Well you know that $a \in F$ and I would recommend writing $0$ as $0_V$ as to be more explicit.

So really you want to show $a0_V = 0_V$.

$F$ is a field of scalars. Since $V$ is a vector space, it is closed under addition and scalar multiplication. You know that $\forall v \in V$ and $\forall a \in F$ that $av \in V$ because $V$ is closed.

Now, we've shown there are basically infinitely many vectors of the form $av$ inside of $V$. So if you want to proceed your way from before, add $av$ to both sides :

$a0_V + av = 0_V + av$

Now because $0_V$ is the unique vector such that $0_V + v = v, \forall v \in V$ ( Prove this if you havent! ) we can proceed :

$a0_V + av = av$

I'll let you finish that one if you want to. Your argument in your last post wouldn't work though. All you did was set y=ax and say y was in V. LC stated if you can show every $y \in V$ can be written as some $ax$, then you know that $a0$ will work perfectly as an identity.

12. Jul 17, 2013

### 1MileCrash

Why can't I call ax, y? It's just an element of V.

Looking at y=a((1/a)y) makes me fall back to the same reasoning. If y is an element of V then so is (1/a)y, so a((1/a)y) is an expression for y that is a scalar multiplication of an element of F and an element of V. But that's exactly what I did before. What is wrong with this reasoning?

13. Jul 18, 2013

### verty

1MileCrash: I think you can't say for each $a$ because you are given $a$. Given $a$, you must show that a$0_v = 0_v$. I can see a much quicker proof using components.
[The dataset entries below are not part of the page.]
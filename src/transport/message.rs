//! JSON frames exchanged over a broker connection.
//!
//! Every connection carries exactly one call. The first client frame picks
//! it (`register`, `publish`, `subscribe` or `request_tags`); a publish call
//! then streams `message` frames and ends with `done`.

use serde::{Deserialize, Serialize};

use crate::broker::message::{Message, WireMessage};

#[derive(Debug, Clone, PartialEq, Eq, Deserialize, Serialize)]
#[serde(tag = "type", rename_all = "snake_case")]
pub enum ClientFrame {
    Register { tag: String },
    Publish,
    Message(WireMessage),
    Done,
    Subscribe { tag: String },
    RequestTags,
}

impl ClientFrame {
    pub fn kind(&self) -> &'static str {
        match self {
            ClientFrame::Register { .. } => "register",
            ClientFrame::Publish => "publish",
            ClientFrame::Message(_) => "message",
            ClientFrame::Done => "done",
            ClientFrame::Subscribe { .. } => "subscribe",
            ClientFrame::RequestTags => "request_tags",
        }
    }
}

#[derive(Debug, Clone, PartialEq, Eq, Deserialize, Serialize)]
#[serde(tag = "type", rename_all = "snake_case")]
pub enum ServerFrame {
    Ack {
        /// Number of messages a publish call accepted. Absent for register.
        #[serde(default, skip_serializing_if = "Option::is_none")]
        accepted: Option<u64>,
    },
    Message(Message),
    Tags { list: String },
    Error { message: String },
}
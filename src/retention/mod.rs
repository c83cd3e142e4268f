//! The `retention` module keeps recently published messages per tag so that
//! new subscribers can be replayed the history that is still within the TTL.
//!
//! Nothing here survives a restart; the store is purely in memory.

pub mod clock;
pub mod store;

pub use clock::{Clock, ManualClock, SystemClock};
pub use store::RetentionStore;
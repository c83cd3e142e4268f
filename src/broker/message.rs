//! Message definitions for the broker
//!
//! `Message` is the canonical representation stored and delivered by the
//! broker. It is created once by a publisher and never mutated afterwards.
//!
//! Notes on fields:
//! - `id`: per-publisher monotonic sequence number
//! - `tag`: partition the message belongs to
//! - `timestamp`: seconds since UNIX epoch, set by the publisher at creation
//! - `payload`: opaque text
//!
//! `WireMessage` is the inbound shape of a publish frame. Its tag is still a
//! raw string; the coordinator resolves it and rejects unknown tags.

use serde::{Deserialize, Serialize};

use crate::broker::tag::Tag;
use crate::utils::error::Result;

#[derive(Debug, Clone, PartialEq, Eq, Serialize, Deserialize)]
pub struct Message {
    pub id: u64,
    pub tag: Tag,
    pub timestamp: i64,
    pub payload: String,
}

#[derive(Debug, Clone, PartialEq, Eq, Serialize, Deserialize)]
pub struct WireMessage {
    pub id: u64,
    pub tag: String,
    pub timestamp: i64,
    pub payload: String,
}

impl WireMessage {
    /// Resolve the declared tag, producing a routable `Message`.
    pub fn resolve(self) -> Result<Message> {
        let tag = self.tag.parse::<Tag>()?;
        Ok(Message {
            id: self.id,
            tag,
            timestamp: self.timestamp,
            payload: self.payload,
        })
    }
}

/// A stored message stamped with its per-tag sequence number.
///
/// `seq` is assigned by the retention store under the tag lock, so it orders
/// every write for one tag. It never leaves the broker.
#[derive(Debug, Clone, PartialEq, Eq)]
pub struct Envelope {
    pub seq: u64,
    pub message: Message,
}
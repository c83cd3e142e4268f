//! The `client` module talks to a running broker over WebSockets.
//!
//! It provides `BrokerClient`, used by the `publisher` and `subscriber`
//! commands of the binary, and `PoissonSchedule`, which spaces out the
//! demo publisher's messages.

pub mod generator;
pub mod pubsub_client;

pub use generator::PoissonSchedule;
pub use pubsub_client::{BrokerClient, PublishStream, Subscription};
-edit- Hmm, I suppose this component idea is limited (without choice) to finite-dimensional vector spaces, better to prove this in general.

Last edited: Jul 18, 2013
14. Jul 18, 2013

### LCKurtz

Because you have to start with an arbitrary ${\bf y}\in V$. You have all the pieces but your argument should be written like this:

Suppose ${\bf y}\in V$ and $a \in F$.

Let ${\bf x} =\frac 1 a{\bf y}$

${\bf x} + {\bf 0} = {\bf x}$

$a{\bf x} + a{\bf 0} = a{\bf x}$

$a\frac 1 a{\bf y} +a{\bf 0} = a\frac 1 a{\bf y}$

${\bf y} +a{\bf 0} ={\bf y}$

Therefore $a{\bf 0}$ is the unique additive identity.

15. Jul 18, 2013

### 1MileCrash

Oh, I see, that comes out very nicely. I just thought that since x was an arbitrary vector, then so is ax or y. I don't see a difference between letting ax=y and letting x=(1/a)y.

Thanks again.

16. Jul 18, 2013

### 1MileCrash

EDIT: nevermind, got it backwards.

17. Jul 19, 2013

### verty

There is still a mistake here. Given a, we aren't told that it isn't 0.
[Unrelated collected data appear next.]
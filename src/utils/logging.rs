/// Initialize tracing/logging for the application.
///
/// `RUST_LOG` wins when set; otherwise `default_level` is used for every
/// target.
pub fn init(default_level: &str) {
    let lvl = match default_level.to_lowercase().as_str() {
        "error" => tracing::Level::ERROR,
        "warn" | "warning" => tracing::Level::WARN,
        "debug" => tracing::Level::DEBUG,
        "trace" => tracing::Level::TRACE,
        _ => tracing::Level::INFO,
    };

    let filter = tracing_subscriber::EnvFilter::try_from_default_env()
        .unwrap_or_else(|_| tracing_subscriber::EnvFilter::new(lvl.as_str()));

    // Use try_init so tests and libraries can call this multiple times without panicking
    let _ = tracing_subscriber::fmt()
        .with_env_filter(filter)
        .with_target(false)
        .try_init();
}
//! Broker engine
//!
//! `BrokerCoordinator` implements the four calls of the broker API on top of
//! the `RetentionStore` and the `TagRouter`:
//! - `register`: advisory, validates and logs a publisher's tag
//! - `publish`: consumes a stream of inbound messages; each one is stored
//!   and then broadcast, in that order
//! - `subscribe`: registers a sink, replays retained history, then forwards
//!   live messages until the call is cancelled
//! - `request_tags`: the comma-joined tag list
//!
//! Concurrency and usage notes:
//! - The coordinator is shared as `Arc<BrokerCoordinator>`; every method takes
//!   `&self`. All locking is per tag inside the store and the router, and no
//!   lock is held across an `.await`.
//! - A subscriber is registered before its replay snapshot is read, so a
//!   message published in between can arrive both ways. Live envelopes whose
//!   sequence number is not newer than the last replayed one are dropped, so
//!   each retained message is delivered to a subscriber once.

use std::sync::Arc;
use std::time::Duration;

use futures::{Stream, StreamExt};
use tokio::sync::mpsc::{self, UnboundedSender};
use tokio_util::sync::CancellationToken;
use tracing::{debug, info, warn};

use crate::broker::message::{Envelope, Message, WireMessage};
use crate::broker::router::{Delivery, TagRouter};
use crate::broker::tag::Tag;
use crate::retention::RetentionStore;
use crate::utils::error::Result;

/// What a finished Subscribe call delivered.
#[derive(Debug, Clone, Copy, PartialEq, Eq)]
pub struct SubscribeSummary {
    pub tag: Tag,
    pub replayed: usize,
    pub live: usize,
    pub duplicates_skipped: usize,
}

#[derive(Debug)]
pub struct BrokerCoordinator {
    store: Arc<RetentionStore>,
    router: TagRouter,
    tags_reply: String,
}

impl BrokerCoordinator {
    pub fn new(ttl: Duration) -> Self {
        Self::with_store(Arc::new(RetentionStore::new(ttl)))
    }

    pub fn with_store(store: Arc<RetentionStore>) -> Self {
        Self {
            store,
            router: TagRouter::new(),
            tags_reply: Tag::joined(),
        }
    }

    pub fn store(&self) -> &Arc<RetentionStore> {
        &self.store
    }

    pub fn router(&self) -> &TagRouter {
        &self.router
    }

    /// Record that `peer` intends to publish under `tag`. Does not gate
    /// later publishes.
    pub fn register(&self, tag: &str, peer: &str) -> Result<Tag> {
        let tag = tag.parse::<Tag>()?;
        info!(%peer, %tag, "registered publisher");
        Ok(tag)
    }

    /// Store and broadcast a single inbound message.
    pub fn publish_one(&self, peer: &str, wire: WireMessage) -> Result<Delivery> {
        let message = wire.resolve()?;
        let tag = message.tag;
        let id = message.id;

        let seq = self.store.write(tag, message.clone());
        let envelope = Envelope { seq, message };
        let delivery = self.router.broadcast(tag, &envelope);

        debug!(
            %peer,
            %tag,
            id,
            seq,
            delivered = delivery.delivered,
            failed = delivery.failed,
            retained = self.store.size(tag),
            "broadcast message"
        );
        Ok(delivery)
    }

    /// Drive a Publish call. Returns the number of accepted messages once the
    /// publisher closes its stream.
    ///
    /// The first unresolvable tag (or stream error) ends the call; nothing
    /// after it is processed.
    pub async fn publish<S>(&self, peer: &str, inbound: S) -> Result<u64>
    where
        S: Stream<Item = Result<WireMessage>>,
    {
        let mut inbound = std::pin::pin!(inbound);
        let mut accepted = 0u64;

        while let Some(next) = inbound.next().await {
            let wire = next?;
            if let Err(e) = self.publish_one(peer, wire) {
                warn!(%peer, accepted, error = %e, "publish rejected");
                return Err(e);
            }
            accepted += 1;
        }

        info!(%peer, accepted, "publisher disconnected");
        Ok(accepted)
    }

    /// Drive a Subscribe call: replay retained messages for `tag` into `out`,
    /// then forward live messages until `cancel` fires or `out` is closed.
    pub async fn subscribe(
        &self,
        tag: &str,
        peer: &str,
        out: UnboundedSender<Message>,
        cancel: CancellationToken,
    ) -> Result<SubscribeSummary> {
        let tag = tag.parse::<Tag>()?;
        let (live_tx, mut live_rx) = mpsc::unbounded_channel();

        self.router.register(tag, peer, live_tx);
        info!(%peer, %tag, subscribers = self.router.subscriber_count(tag), "subscriber connected");

        let mut summary = SubscribeSummary {
            tag,
            replayed: 0,
            live: 0,
            duplicates_skipped: 0,
        };

        let replay = self.store.read(tag);
        let last_replayed = replay.last().map_or(0, |e| e.seq);
        debug!(%peer, %tag, count = replay.len(), "replaying retained messages");

        let mut open = true;
        for envelope in replay {
            if out.send(envelope.message).is_err() {
                open = false;
                break;
            }
            summary.replayed += 1;
        }

        while open {
            tokio::select! {
                biased;
                _ = cancel.cancelled() => break,
                _ = out.closed() => break,
                next = live_rx.recv() => match next {
                    Some(envelope) if envelope.seq <= last_replayed => {
                        summary.duplicates_skipped += 1;
                    }
                    Some(envelope) => {
                        if out.send(envelope.message).is_err() {
                            break;
                        }
                        summary.live += 1;
                    }
                    None => break,
                },
            }
        }

        self.router.unregister(tag, peer);
        info!(
            %peer,
            %tag,
            replayed = summary.replayed,
            live = summary.live,
            "subscriber disconnected"
        );
        Ok(summary)
    }

    /// Comma-joined list of every tag, computed once at construction.
    pub fn request_tags(&self) -> &str {
        &self.tags_reply
    }
}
Gotta keep your apples in order. If you start with a given $a \in F$, you must be faithful to that.

18. Jul 19, 2013

### 1MileCrash

I have no idea what you are saying. Could you explain how I have not done that? Or what that means?

All I did was define a to be an element of F so that I could use it in an expression without the reader not knowing what it is. What do you mean by "starting" with it?